Ex-president Donald Trump issued a scorching statement on Tuesday against Senate Minority Leader Mitch McConnell (R-KY.)

Working previously side by side for being allies, Trump has slammed McConnell with a fury of statements worse than when he criticized Democrats.

Trump said that the party would “never again be respected or strong” as long as McConnell remains the Senate’s GOP leader. He also called the Kentucky lawmaker a “dour, sullen, and unsmiling political hack.”

In his statement, the former president said that Senate Majority Leader Chuck Schumer (D-N.Y.) and Democrats made McConnell “like a fiddle.” He also held McConnell responsible for losing the Senate seats in Georgia for failing to provide stimulus checks needed.

“In ‘Mitch’s Senate,’ over the last two election cycles, I single-handedly saved at least 12 Senate seats, more than eight in the 2020 cycle alone—and then came the Georgia disaster, where we should have won both U.S. Senate seats, but McConnell matched the Democrat offer of $2,000 stimulus checks with $600,” Trump wrote.

“Many Republicans in Georgia voted Democrat, or just didn’t vote, because of their anguish at their inept Governor, Brian Kemp, Secretary of State Brad Raffensperger, and the Republican Party, for not doing its job on Election Integrity during the 2020 Presidential race.”

Trump also criticized McConnell’s soft-dealing with China given his Chinese business relations alongside his Taiwanese wife, Elaine Chao.

“McConnell has no credibility on China because of his family’s substantial Chinese business holdings. He does nothing on this tremendous economic and military threat,” the former president said.

Trump also pledged to support McConnell’s primary competitors when “necessary and appropriate.”

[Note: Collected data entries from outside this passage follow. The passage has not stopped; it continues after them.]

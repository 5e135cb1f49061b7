//! Terminal frontend (ratatui-based).
//!
//! Owns the terminal lifecycle: raw mode, alternate screen and optional
//! mouse capture on entry, full restore on cleanup or drop. Rendering
//! reads app state; it never mutates it.

use anyhow::{Context, Result};
use crossterm::{
    event::{DisableMouseCapture, EnableMouseCapture},
    execute,
    terminal::{disable_raw_mode, enable_raw_mode, EnterAlternateScreen, LeaveAlternateScreen},
};
use ratatui::{backend::CrosstermBackend, Terminal};
use std::io;

use crate::app::App;
use crate::ui;

pub struct TuiFrontend {
    terminal: Terminal<CrosstermBackend<io::Stdout>>,
    mouse_enabled: bool,
    restored: bool,
}

impl TuiFrontend {
    /// Set up the terminal: raw mode, alternate screen, hidden cursor,
    /// and mouse capture when enabled.
    pub fn new(mouse_enabled: bool) -> Result<Self> {
        enable_raw_mode().context("Failed to enable raw mode")?;
        let mut stdout = io::stdout();
        execute!(stdout, EnterAlternateScreen).context("Failed to enter alternate screen")?;
        if mouse_enabled {
            execute!(stdout, EnableMouseCapture).context("Failed to enable mouse capture")?;
        }

        let backend = CrosstermBackend::new(stdout);
        let mut terminal = Terminal::new(backend).context("Failed to create terminal")?;
        terminal.hide_cursor()?;

        Ok(Self {
            terminal,
            mouse_enabled,
            restored: false,
        })
    }

    /// Draw one frame of the app.
    pub fn render(&mut self, app: &App) -> Result<()> {
        self.terminal.draw(|frame| ui::draw(frame, app))?;
        Ok(())
    }

    /// Current terminal size in cells.
    pub fn size(&self) -> (u16, u16) {
        let size = self.terminal.size().unwrap_or_default();
        (size.width, size.height)
    }

    /// Restore the terminal. Safe to call more than once.
    pub fn cleanup(&mut self) -> Result<()> {
        if self.restored {
            return Ok(());
        }
        self.restored = true;
        disable_raw_mode()?;
        execute!(self.terminal.backend_mut(), LeaveAlternateScreen)?;
        if self.mouse_enabled {
            execute!(self.terminal.backend_mut(), DisableMouseCapture)?;
        }
        self.terminal.show_cursor()?;
        Ok(())
    }
}

impl Drop for TuiFrontend {
    fn drop(&mut self) {
        // Restore the terminal even if cleanup() was never reached.
        let _ = self.cleanup();
    }
}
//! Widgets and screen layout.
//!
//! One screen: the card carousel on top, the indicator dot rows beneath it,
//! a one-line key hint at the bottom. Layout is a pure function of the
//! terminal size so event handling and rendering always agree on where
//! things are.

pub mod bigtext;
pub mod card;
pub mod carousel;
pub mod indicator;

use ratatui::{
    layout::{Constraint, Layout, Rect},
    style::Style,
    text::Line,
    widgets::Paragraph,
    Frame,
};

use crate::app::App;
use crate::deck::CARDS;
use carousel::Carousel;
use indicator::IndicatorRow;

/// Screen regions for one terminal size.
#[derive(Debug, Clone, Copy, PartialEq)]
pub struct ScreenLayout {
    pub carousel: Rect,
    pub indicator: Rect,
    pub status: Rect,
}

impl ScreenLayout {
    pub fn compute(area: Rect, card_count: usize, dot_width: u16) -> ScreenLayout {
        let status_height = if area.height >= 10 { 1 } else { 0 };
        let indicator_height = IndicatorRow::height_for_width(card_count, dot_width, area.width)
            .min(area.height / 2);

        let [carousel, indicator, status] = Layout::vertical([
            Constraint::Min(1),
            Constraint::Length(indicator_height),
            Constraint::Length(status_height),
        ])
        .areas(area);

        ScreenLayout {
            carousel,
            indicator,
            status,
        }
    }
}

/// Render the whole screen.
pub fn draw(frame: &mut Frame, app: &App) {
    let layout = ScreenLayout::compute(
        frame.area(),
        CARDS.len(),
        app.config.ui.indicator_width,
    );

    let background = Style::default().bg(app.theme.background);
    let buf = frame.buffer_mut();
    for pos in buf.area().positions() {
        buf[(pos.x, pos.y)].set_char(' ').set_style(background);
    }

    Carousel::new(&app.pager, &app.theme).render(layout.carousel, buf);

    IndicatorRow::new(
        &CARDS,
        app.pager.current_page(),
        app.config.ui.indicator_width,
        &app.theme,
    )
    .render(layout.indicator, buf);

    if layout.status.height > 0 {
        let hint = Line::raw("arrows/drag swipe | click a dot to jump | t theme | q quit")
            .centered()
            .style(Style::default().fg(app.theme.status_text).bg(app.theme.background));
        frame.render_widget(Paragraph::new(hint), layout.status);
    }
}
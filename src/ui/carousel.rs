//! Paged card carousel.
//!
//! Draws every page that intersects the viewport. Each page's rectangle is
//! the padded card area scaled around its center by the pager's scale
//! transform and shifted horizontally by its fractional offset, so a scroll
//! in progress shows the outgoing card shrinking and dimming while the
//! incoming one grows. The centered page paints last.

use ratatui::{buffer::Buffer, layout::Rect, style::Style};

use crate::deck;
use crate::pager::{alpha_for_offset, scale_for_offset, PagerState};
use crate::theme::Theme;
use crate::ui::card::Card;

// Padding between the screen edge and a resting card.
const H_PADDING: u16 = 4;
const V_PADDING: u16 = 1;

// Pages farther out than this cannot intersect the viewport.
const VISIBLE_RANGE: f32 = 1.5;

pub struct Carousel<'a> {
    pager: &'a PagerState,
    theme: &'a Theme,
}

impl<'a> Carousel<'a> {
    pub fn new(pager: &'a PagerState, theme: &'a Theme) -> Self {
        Self { pager, theme }
    }

    /// Columns per page, for converting mouse drag deltas to page units.
    pub fn page_width(area: Rect) -> f32 {
        area.width.max(1) as f32
    }

    pub fn render(&self, area: Rect, buf: &mut Buffer) {
        if area.width == 0 || area.height == 0 {
            return;
        }

        let background = Style::default().bg(self.theme.background);
        for pos in area.positions() {
            if pos.x < buf.area().right() && pos.y < buf.area().bottom() {
                buf[(pos.x, pos.y)].set_char(' ').set_style(background);
            }
        }

        let mut visible: Vec<(usize, f32)> = (0..self.pager.page_count())
            .map(|page| (page, self.pager.offset_for_page(page)))
            .filter(|(_, offset)| offset.abs() < VISIBLE_RANGE)
            .collect();
        // Paint outermost pages first so the centered card draws on top.
        visible.sort_by(|a, b| b.1.abs().partial_cmp(&a.1.abs()).unwrap_or(std::cmp::Ordering::Equal));

        for (page, offset) in visible {
            let Some(label) = deck::label(page) else {
                continue;
            };
            let scale = scale_for_offset(offset);
            let alpha = alpha_for_offset(offset);
            if let Some(rect) = card_rect(area, offset, scale) {
                Card::new(label, self.theme).alpha(alpha).render(rect, buf);
            }
        }
    }
}

/// Card rectangle for a page at `offset`, scaled around its center and
/// clipped to `area`. None when the page is entirely off screen.
pub fn card_rect(area: Rect, offset: f32, scale: f32) -> Option<Rect> {
    let base_width = area.width.saturating_sub(H_PADDING * 2).max(1) as f32;
    let base_height = area.height.saturating_sub(V_PADDING * 2).max(1) as f32;

    let width = (base_width * scale).round().max(1.0) as i32;
    let height = (base_height * scale).round().max(1.0) as i32;

    let center_x = area.x as f32 + area.width as f32 / 2.0 + offset * area.width as f32;
    let center_y = area.y as f32 + area.height as f32 / 2.0;

    let x0 = (center_x - width as f32 / 2.0).round() as i32;
    let y0 = (center_y - height as f32 / 2.0).round() as i32;

    // Clip to the viewport.
    let left = x0.max(area.x as i32);
    let top = y0.max(area.y as i32);
    let right = (x0 + width).min(area.right() as i32);
    let bottom = (y0 + height).min(area.bottom() as i32);

    if right <= left || bottom <= top {
        return None;
    }

    Some(Rect::new(
        left as u16,
        top as u16,
        (right - left) as u16,
        (bottom - top) as u16,
    ))
}
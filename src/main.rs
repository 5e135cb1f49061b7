//! pokerdeck - terminal planning poker deck
//!
//! A single screen: a swipeable carousel of estimation cards with a row of
//! click-to-jump indicator dots underneath.

mod app;
mod config;
mod deck;
mod frontend;
mod pager;
mod theme;
mod ui;

use anyhow::{Context, Result};
use clap::{Parser, Subcommand};
use crossterm::event::EventStream;
use futures::StreamExt;
use std::path::PathBuf;
use std::time::Instant;

use app::App;
use frontend::{FrontendEvent, TuiFrontend};
use theme::Theme;

#[derive(Parser)]
#[command(name = "pokerdeck")]
#[command(about = "Terminal planning poker deck", long_about = None)]
struct Cli {
    /// Configuration file path
    #[arg(short, long, value_name = "FILE")]
    config: Option<PathBuf>,

    /// Theme to use (overrides the config file)
    #[arg(short, long)]
    theme: Option<String>,

    /// Custom data directory (default: ~/.pokerdeck)
    /// Can also be set via POKERDECK_DIR environment variable
    #[arg(long, value_name = "DIR")]
    data_dir: Option<PathBuf>,

    /// Frame rate for animations (overrides the config file)
    #[arg(long)]
    fps: Option<u16>,

    #[command(subcommand)]
    command: Option<Commands>,
}

#[derive(Subcommand)]
enum Commands {
    /// List built-in themes
    Themes,
}

fn main() -> Result<()> {
    let cli = Cli::parse();

    // Handle subcommands before touching the terminal or log file
    if let Some(Commands::Themes) = cli.command {
        for name in Theme::builtin_names() {
            let theme = Theme::by_name(name);
            println!("{:<16} {}", name, theme.description);
        }
        return Ok(());
    }

    // Set custom data directory if specified (via CLI or environment variable)
    if let Some(data_dir) = &cli.data_dir {
        std::env::set_var("POKERDECK_DIR", data_dir);
    }

    init_logging().context("Failed to initialize logging")?;

    if let Ok(env_dir) = std::env::var("POKERDECK_DIR") {
        tracing::info!("Using data directory: {}", env_dir);
    }

    // Load configuration
    let mut config = if let Some(config_path) = &cli.config {
        config::Config::load_from_path(config_path)?
    } else {
        config::Config::load()?
    };

    // CLI overrides
    if let Some(theme) = cli.theme {
        config.ui.theme = theme;
    }
    if let Some(fps) = cli.fps {
        config.ui.frame_rate = fps.clamp(1, 240);
    }

    run_tui(config)
}

/// Initialize logging to a file (use RUST_LOG to control the level).
/// A TUI owns stdout, so logs go to pokerdeck.log in the data directory.
fn init_logging() -> Result<()> {
    let dir = config::Config::base_dir()?;
    std::fs::create_dir_all(&dir)
        .with_context(|| format!("Failed to create data directory {:?}", dir))?;
    let log_file = std::fs::OpenOptions::new()
        .create(true)
        .append(true)
        .open(dir.join("pokerdeck.log"))?;

    tracing_subscriber::fmt()
        .with_env_filter(
            tracing_subscriber::EnvFilter::try_from_default_env()
                .unwrap_or_else(|_| tracing_subscriber::EnvFilter::new("info")),
        )
        .with_writer(std::sync::Mutex::new(log_file))
        .with_ansi(false) // No color codes in log file
        .init();

    Ok(())
}

/// Run the TUI on a tokio runtime.
fn run_tui(config: config::Config) -> Result<()> {
    let runtime = tokio::runtime::Runtime::new()?;
    runtime.block_on(async_run_tui(config))
}

/// Main event loop: crossterm events and the frame tick, multiplexed.
/// Dropping out of this loop tears everything down; an animation that is
/// still in flight simply stops with it.
async fn async_run_tui(config: config::Config) -> Result<()> {
    let mut app = App::new(config);
    let mut frontend = TuiFrontend::new(app.config.ui.mouse_enabled)?;
    let mut events = EventStream::new();

    let mut frames = tokio::time::interval(app.config.frame_interval());
    frames.set_missed_tick_behavior(tokio::time::MissedTickBehavior::Skip);

    tracing::info!(
        "Started with {} cards, theme {}",
        deck::card_count(),
        app.theme.name
    );

    while app.running {
        tokio::select! {
            maybe_event = events.next() => {
                match maybe_event {
                    Some(Ok(raw)) => {
                        if let Some(event) = FrontendEvent::from_crossterm(raw) {
                            app.handle_event(event, frontend.size(), Instant::now());
                        }
                    }
                    Some(Err(e)) => {
                        tracing::error!("Event stream error: {}", e);
                    }
                    None => break,
                }
            }
            _ = frames.tick() => {
                let moved = app.tick(Instant::now());
                if moved || app.needs_render {
                    frontend.render(&app)?;
                    app.needs_render = false;
                }
            }
        }
    }

    frontend.cleanup()?;

    // Persist runtime setting changes (theme cycling) for the next launch.
    if app.config_dirty {
        if let Err(e) = app.config.save() {
            tracing::warn!("Failed to save configuration: {}", e);
        }
    }

    Ok(())
}
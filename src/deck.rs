//! The fixed planning-poker card sequence.
//!
//! The deck never changes at runtime; a card's identity is its index in
//! this sequence. The "coffee" card is the only one rendered as a glyph
//! instead of text.

/// Ordered card labels, one page per label.
pub const CARDS: [&str; 12] = [
    "0", "1", "2", "3", "5", "8", "13", "20", "40", "100", "?", "coffee",
];

/// Label reserved for the break card.
pub const COFFEE: &str = "coffee";

/// Number of cards in the deck (also the indicator dot count).
pub fn card_count() -> usize {
    CARDS.len()
}

/// Label at `index`, if it is a valid page index.
pub fn label(index: usize) -> Option<&'static str> {
    CARDS.get(index).copied()
}

/// Whether a label is the coffee break card.
pub fn is_coffee(label: &str) -> bool {
    label == COFFEE
}

#[cfg(test)]
mod tests {
    use super::*;

    #[test]
    fn test_deck_sequence_is_fixed() {
        assert_eq!(
            CARDS,
            ["0", "1", "2", "3", "5", "8", "13", "20", "40", "100", "?", "coffee"]
        );
        assert_eq!(card_count(), 12);
    }

    #[test]
    fn test_label_lookup() {
        assert_eq!(label(0), Some("0"));
        assert_eq!(label(9), Some("100"));
        assert_eq!(label(10), Some("?"));
        assert_eq!(label(11), Some("coffee"));
        assert_eq!(label(12), None);
    }

    #[test]
    fn test_coffee_detection() {
        assert!(is_coffee("coffee"));
        assert!(!is_coffee("100"));
        assert!(!is_coffee("?"));
    }
}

Both GOP leaders had gone on the different side of the spectrum after the 2020 presidential elections. While Trump repeatedly claimed that there was widespread voter fraud and that got “cheated,” McConnell pushed for the certification of President Joe Biden’s victory and asked his colleagues not to object to his certification.

Amid voting to ‘acquit’ Trump on his Senate’s impeachment case over the weekend, McConnell still said that Trump was “practically and morally responsible” for inciting the insurrection on January 6’ US Capitol siege.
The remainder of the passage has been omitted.